Warning

This document is for an in-development version of Galaxy. You can alternatively view this page in the latest release if it exists or view the top of the latest release's documentation.

Tool data

Galaxy stores tool data in the path defined by tool_data_path (by default tool-data/). It’s possible to separate tool data of toolshed-installed tools by setting shed_tool_data_path.

Tool data consists of:

  1. the actual data

  2. one or more loc files

  3. entries in a tool data table (config) file

History

In order to understand the naming and structure of these three components it might be of advantage to look in the history. Tool data was organized in tabular loc that contained metadata and paths of the data. Those files were installed with the tool and could be accessed with the from_file mechanism from tools. Since each tool version had it’s own loc file the maintenance was difficult. With tool data tables an additional abstraction layer was introduced that is used from tools via from_datatable.

Tool data

This is the actual data that is stored by default in tool_data_path. It may be favorable to store the actual tool data in a separate folder. For manually managed tool data this can be achieved by simply storing the data in another folder.

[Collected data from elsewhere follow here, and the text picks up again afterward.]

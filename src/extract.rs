//! Text extraction from uploaded email files.
//!
//! Uploads are spooled to uniquely named temp files (deleted when the
//! guard drops) and read back as either per-page PDF text or verbatim
//! UTF-8 plain text.

use std::io::Write;
use std::path::Path;

use tempfile::NamedTempFile;
use tracing::debug;

use crate::error::ExtractError;

/// Supported upload kinds, detected by filename suffix.
#[derive(Debug, Clone, Copy, PartialEq, Eq)]
pub enum FileKind {
    /// `.pdf` uploads, extracted page by page.
    Pdf,
    /// Everything else is read verbatim as UTF-8 text.
    Txt,
}

impl FileKind {
    /// Detect the kind from the uploaded filename. Only the `.pdf` suffix
    /// (any casing) selects PDF extraction.
    pub fn from_filename(name: &str) -> Self {
        if name.to_ascii_lowercase().ends_with(".pdf") {
            FileKind::Pdf
        } else {
            FileKind::Txt
        }
    }
}

/// Write uploaded bytes to a uniquely named temp file.
///
/// The returned guard removes the file when dropped, so the spooled
/// upload never outlives the request that carried it, even on error
/// paths. Unique random names mean concurrent uploads of the same
/// filename cannot collide.
pub fn spool_to_temp(bytes: &[u8]) -> Result<NamedTempFile, ExtractError> {
    let mut file = NamedTempFile::new()?;
    file.write_all(bytes)?;
    debug!(path = %file.path().display(), bytes = bytes.len(), "Spooled upload to temp file");
    Ok(file)
}

/// Extract the text content of a file of the given kind.
pub async fn extract_text(path: &Path, kind: FileKind) -> Result<String, ExtractError> {
    match kind {
        FileKind::Pdf => extract_pdf(path).await,
        FileKind::Txt => extract_txt(path).await,
    }
}

/// Read a plain-text file verbatim. Invalid UTF-8 is an error, not a
/// lossy conversion.
async fn extract_txt(path: &Path) -> Result<String, ExtractError> {
    let bytes = tokio::fs::read(path).await?;
    String::from_utf8(bytes).map_err(|e| ExtractError::Encoding(e.to_string()))
}

/// Extract PDF text page by page, joined with newlines.
///
/// Pages with no extractable text contribute an empty segment, so page
/// positions survive in the joined output. Each page is trimmed of the
/// newline artifacts the extraction backend emits before and after its
/// text.
async fn extract_pdf(path: &Path) -> Result<String, ExtractError> {
    let path = path.to_path_buf();

    // The PDF interpreter is CPU-bound and can panic on malformed files;
    // run it on a blocking thread and turn a panic into an error.
    let pages = tokio::task::spawn_blocking(move || pdf_extract::extract_text_by_pages(&path))
        .await
        .map_err(|_| ExtractError::Pdf("extraction panicked (malformed file)".to_string()))?
        .map_err(|e| ExtractError::Pdf(e.to_string()))?;

    debug!(page_count = pages.len(), "PDF text extraction complete");

    Ok(pages
        .iter()
        .map(|page| page.trim())
        .collect::<Vec<_>>()
        .join("\n"))
}

#[cfg(test)]
mod tests {
    use super::*;

    // ── Kind detection ──────────────────────────────────────────────

    #[test]
    fn pdf_suffix_selects_pdf_any_casing() {
        assert_eq!(FileKind::from_filename("email.pdf"), FileKind::Pdf);
        assert_eq!(FileKind::from_filename("EMAIL.PDF"), FileKind::Pdf);
        assert_eq!(FileKind::from_filename("relatório.Pdf"), FileKind::Pdf);
    }

    #[test]
    fn everything_else_is_plain_text() {
        assert_eq!(FileKind::from_filename("email.txt"), FileKind::Txt);
        assert_eq!(FileKind::from_filename("mensagem"), FileKind::Txt);
        assert_eq!(FileKind::from_filename("nota.pdf.txt"), FileKind::Txt);
        assert_eq!(FileKind::from_filename(""), FileKind::Txt);
    }

    // ── Temp spool ──────────────────────────────────────────────────

    #[test]
    fn spool_writes_bytes_to_unique_paths() {
        let a = spool_to_temp(b"mesmo nome").unwrap();
        let b = spool_to_temp(b"mesmo nome").unwrap();
        assert_ne!(a.path(), b.path());
        assert_eq!(std::fs::read(a.path()).unwrap(), b"mesmo nome");
    }

    #[test]
    fn spooled_file_removed_on_drop() {
        let file = spool_to_temp("efêmero".as_bytes()).unwrap();
        let path = file.path().to_path_buf();
        assert!(path.exists());
        drop(file);
        assert!(!path.exists());
    }

    // ── Plain text ──────────────────────────────────────────────────

    #[tokio::test]
    async fn txt_content_is_read_verbatim() {
        let file = spool_to_temp("Olá mundo".as_bytes()).unwrap();
        let text = extract_text(file.path(), FileKind::Txt).await.unwrap();
        assert_eq!(text, "Olá mundo");
    }

    #[tokio::test]
    async fn txt_invalid_utf8_is_an_error() {
        let file = spool_to_temp(&[0x4f, 0x6c, 0xe1, 0x21]).unwrap();
        let err = extract_text(file.path(), FileKind::Txt).await.unwrap_err();
        assert!(matches!(err, ExtractError::Encoding(_)));
    }

    #[tokio::test]
    async fn missing_file_is_an_io_error() {
        let err = extract_text(Path::new("/nonexistent/upload"), FileKind::Txt)
            .await
            .unwrap_err();
        assert!(matches!(err, ExtractError::Io(_)));
    }

    // ── PDF ─────────────────────────────────────────────────────────

    /// Assemble a minimal two-page PDF: page one draws `text`, page two
    /// has an empty content stream. Offsets in the xref table are computed
    /// while writing, so the file is well formed.
    fn build_two_page_pdf(text: &str) -> Vec<u8> {
        let content = format!("BT /F1 12 Tf 72 720 Td ({text}) Tj ET");
        let objects = [
            "1 0 obj\n<< /Type /Catalog /Pages 2 0 R >>\nendobj\n".to_string(),
            "2 0 obj\n<< /Type /Pages /Kids [3 0 R 5 0 R] /Count 2 >>\nendobj\n".to_string(),
            "3 0 obj\n<< /Type /Page /Parent 2 0 R /MediaBox [0 0 612 792] \
             /Resources << /Font << /F1 4 0 R >> >> /Contents 6 0 R >>\nendobj\n"
                .to_string(),
            "4 0 obj\n<< /Type /Font /Subtype /Type1 /BaseFont /Helvetica >>\nendobj\n".to_string(),
            "5 0 obj\n<< /Type /Page /Parent 2 0 R /MediaBox [0 0 612 792] /Contents 7 0 R >>\nendobj\n"
                .to_string(),
            format!(
                "6 0 obj\n<< /Length {} >>\nstream\n{}\nendstream\nendobj\n",
                content.len(),
                content
            ),
            "7 0 obj\n<< /Length 0 >>\nstream\n\nendstream\nendobj\n".to_string(),
        ];

        let mut pdf = b"%PDF-1.4\n".to_vec();
        let mut offsets = Vec::with_capacity(objects.len());
        for object in &objects {
            offsets.push(pdf.len());
            pdf.extend_from_slice(object.as_bytes());
        }

        let xref_offset = pdf.len();
        let mut trailer = format!("xref\n0 {}\n0000000000 65535 f \n", objects.len() + 1);
        for offset in &offsets {
            trailer.push_str(&format!("{offset:010} 00000 n \n"));
        }
        trailer.push_str(&format!(
            "trailer\n<< /Size {} /Root 1 0 R >>\nstartxref\n{}\n%%EOF\n",
            objects.len() + 1,
            xref_offset
        ));
        pdf.extend_from_slice(trailer.as_bytes());
        pdf
    }

    #[tokio::test]
    async fn pdf_pages_join_with_newlines_and_empty_pages_survive() {
        let file = spool_to_temp(&build_two_page_pdf("Relatorio")).unwrap();
        let text = extract_text(file.path(), FileKind::Pdf).await.unwrap();

        let segments: Vec<&str> = text.split('\n').collect();
        assert_eq!(segments.len(), 2, "one segment per page: {text:?}");
        assert_eq!(segments[0], "Relatorio", "no backend artifacts around page text");
        assert_eq!(segments[1], "", "textless page keeps its position");
    }

    #[tokio::test]
    async fn corrupt_pdf_is_an_extraction_error() {
        let file = spool_to_temp(b"this is not a pdf at all").unwrap();
        let err = extract_text(file.path(), FileKind::Pdf).await.unwrap_err();
        assert!(matches!(err, ExtractError::Pdf(_)));
    }
}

For data that is added by data managers this can be achieved by setting galaxy_data_manager_data_path.

loc files

In order to make tool data usable from Galaxy tools loc files are used. Those are tabular (by default tab separated) files with the extension .loc. Besides the actual paths, the entries can contain IDs, names, or other metadata that can be used in tools to select reference data. The paths should be given as absolute paths, but can also be given relative to the Galaxy root dir. By default loc files are installed in tool_data_path (where also built-in loc files are stored). By setting shed_tool_data_path this can be separated.

Tool data tables

The tool data tables that should be used in a Galaxy instance are listed in tool data table config files. In addition these contain metadata.

Tool data table config files are XML files listing tool data table configurations:

<tables>
    ....
</tables>

An entry for a tool data looks like this

<table name="bwa_indexes_color" comment_char="#" allow_duplicate_entries="False">
    <columns>value, dbkey, name, path</columns>
    <file path="bwa_index_color.loc" />
</table>
  • table: name, comment_char (default "#"), separator (default "\t"), allow_duplicate_entries (default True), empty_field_value (default "")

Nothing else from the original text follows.